=== TASK DESCRIPTION ===
Draw out every line with the word "write" from the listing below.

=== EXERCISE INPUTS ===
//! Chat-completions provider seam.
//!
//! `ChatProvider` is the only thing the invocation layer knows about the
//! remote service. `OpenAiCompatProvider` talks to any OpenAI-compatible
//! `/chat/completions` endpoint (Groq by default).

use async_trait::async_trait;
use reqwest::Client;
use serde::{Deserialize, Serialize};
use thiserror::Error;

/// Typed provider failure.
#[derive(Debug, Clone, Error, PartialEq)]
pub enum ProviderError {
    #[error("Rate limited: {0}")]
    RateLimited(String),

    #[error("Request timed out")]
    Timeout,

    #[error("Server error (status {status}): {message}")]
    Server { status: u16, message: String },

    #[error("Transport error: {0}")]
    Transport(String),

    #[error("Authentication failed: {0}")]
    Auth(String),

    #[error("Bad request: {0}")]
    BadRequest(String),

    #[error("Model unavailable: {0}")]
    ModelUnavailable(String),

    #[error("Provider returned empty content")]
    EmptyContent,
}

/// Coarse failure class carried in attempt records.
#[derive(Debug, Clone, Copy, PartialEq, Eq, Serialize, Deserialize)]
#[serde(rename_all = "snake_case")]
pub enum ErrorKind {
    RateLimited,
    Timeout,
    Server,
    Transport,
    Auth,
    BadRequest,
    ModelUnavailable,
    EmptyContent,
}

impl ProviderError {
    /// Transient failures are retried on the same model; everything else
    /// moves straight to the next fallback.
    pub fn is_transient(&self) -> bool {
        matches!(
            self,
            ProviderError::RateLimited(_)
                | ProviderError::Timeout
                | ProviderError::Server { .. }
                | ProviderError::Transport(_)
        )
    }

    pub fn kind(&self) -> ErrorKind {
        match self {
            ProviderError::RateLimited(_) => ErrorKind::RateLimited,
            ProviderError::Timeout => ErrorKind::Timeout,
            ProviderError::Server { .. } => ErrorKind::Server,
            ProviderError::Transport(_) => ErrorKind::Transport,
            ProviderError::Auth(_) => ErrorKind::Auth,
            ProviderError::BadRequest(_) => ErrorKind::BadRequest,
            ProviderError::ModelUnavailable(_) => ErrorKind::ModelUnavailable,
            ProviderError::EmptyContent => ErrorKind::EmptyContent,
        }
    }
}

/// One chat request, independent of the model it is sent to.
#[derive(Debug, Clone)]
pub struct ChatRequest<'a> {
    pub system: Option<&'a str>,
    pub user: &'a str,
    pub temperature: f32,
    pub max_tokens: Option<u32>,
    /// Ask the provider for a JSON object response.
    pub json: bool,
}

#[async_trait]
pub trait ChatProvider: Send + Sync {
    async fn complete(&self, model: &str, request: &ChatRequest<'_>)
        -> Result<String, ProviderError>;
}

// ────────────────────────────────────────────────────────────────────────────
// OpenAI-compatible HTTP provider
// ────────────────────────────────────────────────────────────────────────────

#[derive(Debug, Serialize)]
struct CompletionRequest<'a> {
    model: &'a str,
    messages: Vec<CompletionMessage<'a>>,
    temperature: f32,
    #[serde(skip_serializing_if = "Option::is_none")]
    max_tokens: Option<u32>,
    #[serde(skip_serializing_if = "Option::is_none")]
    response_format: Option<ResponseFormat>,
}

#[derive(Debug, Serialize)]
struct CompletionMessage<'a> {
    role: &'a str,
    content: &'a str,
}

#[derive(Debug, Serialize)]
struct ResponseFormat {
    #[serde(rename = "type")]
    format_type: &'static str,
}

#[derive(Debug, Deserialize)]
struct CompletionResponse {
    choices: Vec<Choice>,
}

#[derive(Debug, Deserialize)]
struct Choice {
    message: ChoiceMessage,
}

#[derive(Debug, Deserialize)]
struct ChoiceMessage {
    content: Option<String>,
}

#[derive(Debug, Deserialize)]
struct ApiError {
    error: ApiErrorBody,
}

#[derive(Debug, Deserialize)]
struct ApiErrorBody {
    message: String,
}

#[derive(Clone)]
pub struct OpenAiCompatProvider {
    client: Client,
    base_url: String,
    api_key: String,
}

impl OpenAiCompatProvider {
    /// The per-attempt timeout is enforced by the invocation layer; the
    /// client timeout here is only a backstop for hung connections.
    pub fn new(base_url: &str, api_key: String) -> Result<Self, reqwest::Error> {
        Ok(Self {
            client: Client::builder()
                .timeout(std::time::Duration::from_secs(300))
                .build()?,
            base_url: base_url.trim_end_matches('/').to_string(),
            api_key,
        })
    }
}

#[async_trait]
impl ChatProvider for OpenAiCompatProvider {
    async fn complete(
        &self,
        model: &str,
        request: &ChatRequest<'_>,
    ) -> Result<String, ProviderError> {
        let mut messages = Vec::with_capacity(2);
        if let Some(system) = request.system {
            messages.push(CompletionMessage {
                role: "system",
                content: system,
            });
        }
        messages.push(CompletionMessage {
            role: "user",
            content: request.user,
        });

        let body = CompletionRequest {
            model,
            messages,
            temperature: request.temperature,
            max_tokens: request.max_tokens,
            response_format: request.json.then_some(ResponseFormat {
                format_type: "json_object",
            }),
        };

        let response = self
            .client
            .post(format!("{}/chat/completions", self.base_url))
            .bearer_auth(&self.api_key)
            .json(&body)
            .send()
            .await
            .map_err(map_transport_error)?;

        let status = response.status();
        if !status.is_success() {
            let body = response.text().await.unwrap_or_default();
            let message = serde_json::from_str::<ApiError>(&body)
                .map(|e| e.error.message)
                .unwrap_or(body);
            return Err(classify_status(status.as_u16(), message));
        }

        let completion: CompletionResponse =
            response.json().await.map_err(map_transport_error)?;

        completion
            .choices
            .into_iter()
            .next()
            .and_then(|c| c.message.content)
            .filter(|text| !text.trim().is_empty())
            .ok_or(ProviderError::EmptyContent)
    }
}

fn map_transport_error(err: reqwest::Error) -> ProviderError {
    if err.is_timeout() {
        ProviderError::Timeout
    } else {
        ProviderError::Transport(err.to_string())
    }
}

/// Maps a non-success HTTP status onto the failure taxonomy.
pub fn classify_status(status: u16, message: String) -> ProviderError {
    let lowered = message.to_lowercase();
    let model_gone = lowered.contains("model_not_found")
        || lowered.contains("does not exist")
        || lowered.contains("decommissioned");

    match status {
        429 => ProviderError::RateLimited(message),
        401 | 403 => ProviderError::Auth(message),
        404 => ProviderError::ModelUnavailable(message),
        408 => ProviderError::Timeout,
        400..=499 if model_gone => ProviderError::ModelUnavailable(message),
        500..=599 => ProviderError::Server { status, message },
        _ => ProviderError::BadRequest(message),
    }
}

---

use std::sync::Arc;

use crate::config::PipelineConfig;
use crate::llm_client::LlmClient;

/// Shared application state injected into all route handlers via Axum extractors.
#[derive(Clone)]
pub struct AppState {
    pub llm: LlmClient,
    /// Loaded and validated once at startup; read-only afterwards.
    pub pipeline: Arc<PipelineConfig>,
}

* * *

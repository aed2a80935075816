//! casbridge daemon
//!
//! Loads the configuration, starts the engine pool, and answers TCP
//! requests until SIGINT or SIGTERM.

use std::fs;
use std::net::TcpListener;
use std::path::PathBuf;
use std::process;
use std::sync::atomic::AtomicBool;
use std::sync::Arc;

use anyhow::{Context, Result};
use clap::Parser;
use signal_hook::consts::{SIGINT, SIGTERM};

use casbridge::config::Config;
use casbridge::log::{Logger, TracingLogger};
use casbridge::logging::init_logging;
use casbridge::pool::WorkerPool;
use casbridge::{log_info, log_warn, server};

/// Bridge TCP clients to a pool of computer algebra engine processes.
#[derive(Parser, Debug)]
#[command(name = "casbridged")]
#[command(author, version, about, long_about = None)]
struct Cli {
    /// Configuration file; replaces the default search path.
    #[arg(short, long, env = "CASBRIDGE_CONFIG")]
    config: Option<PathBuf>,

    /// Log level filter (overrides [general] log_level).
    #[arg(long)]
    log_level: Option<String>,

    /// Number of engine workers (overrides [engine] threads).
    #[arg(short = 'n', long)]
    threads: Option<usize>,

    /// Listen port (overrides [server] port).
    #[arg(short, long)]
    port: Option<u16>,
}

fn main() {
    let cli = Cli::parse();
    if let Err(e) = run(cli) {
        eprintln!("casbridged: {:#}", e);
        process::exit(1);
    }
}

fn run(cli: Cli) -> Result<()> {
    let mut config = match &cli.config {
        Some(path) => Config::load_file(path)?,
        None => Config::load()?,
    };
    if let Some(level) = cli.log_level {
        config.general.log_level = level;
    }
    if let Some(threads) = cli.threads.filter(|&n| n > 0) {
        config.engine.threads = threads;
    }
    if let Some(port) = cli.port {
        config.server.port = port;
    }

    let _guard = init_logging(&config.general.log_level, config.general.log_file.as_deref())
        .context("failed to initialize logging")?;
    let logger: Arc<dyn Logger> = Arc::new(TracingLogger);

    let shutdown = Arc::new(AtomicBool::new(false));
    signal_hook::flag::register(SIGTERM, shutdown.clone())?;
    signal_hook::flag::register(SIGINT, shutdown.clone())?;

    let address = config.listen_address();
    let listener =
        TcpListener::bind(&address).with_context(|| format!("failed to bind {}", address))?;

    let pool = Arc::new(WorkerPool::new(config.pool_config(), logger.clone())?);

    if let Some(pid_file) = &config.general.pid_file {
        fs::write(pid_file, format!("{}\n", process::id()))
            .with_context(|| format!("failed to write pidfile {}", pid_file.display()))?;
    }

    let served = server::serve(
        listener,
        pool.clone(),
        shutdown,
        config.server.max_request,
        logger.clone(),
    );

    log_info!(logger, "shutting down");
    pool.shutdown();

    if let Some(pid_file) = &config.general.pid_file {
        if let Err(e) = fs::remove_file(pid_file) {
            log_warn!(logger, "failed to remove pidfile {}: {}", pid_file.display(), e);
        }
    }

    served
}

=== REPLY ===
        fs::write(pid_file, format!("{}\n", process::id()))
            .with_context(|| format!("failed to write pidfile {}", pid_file.display()))?;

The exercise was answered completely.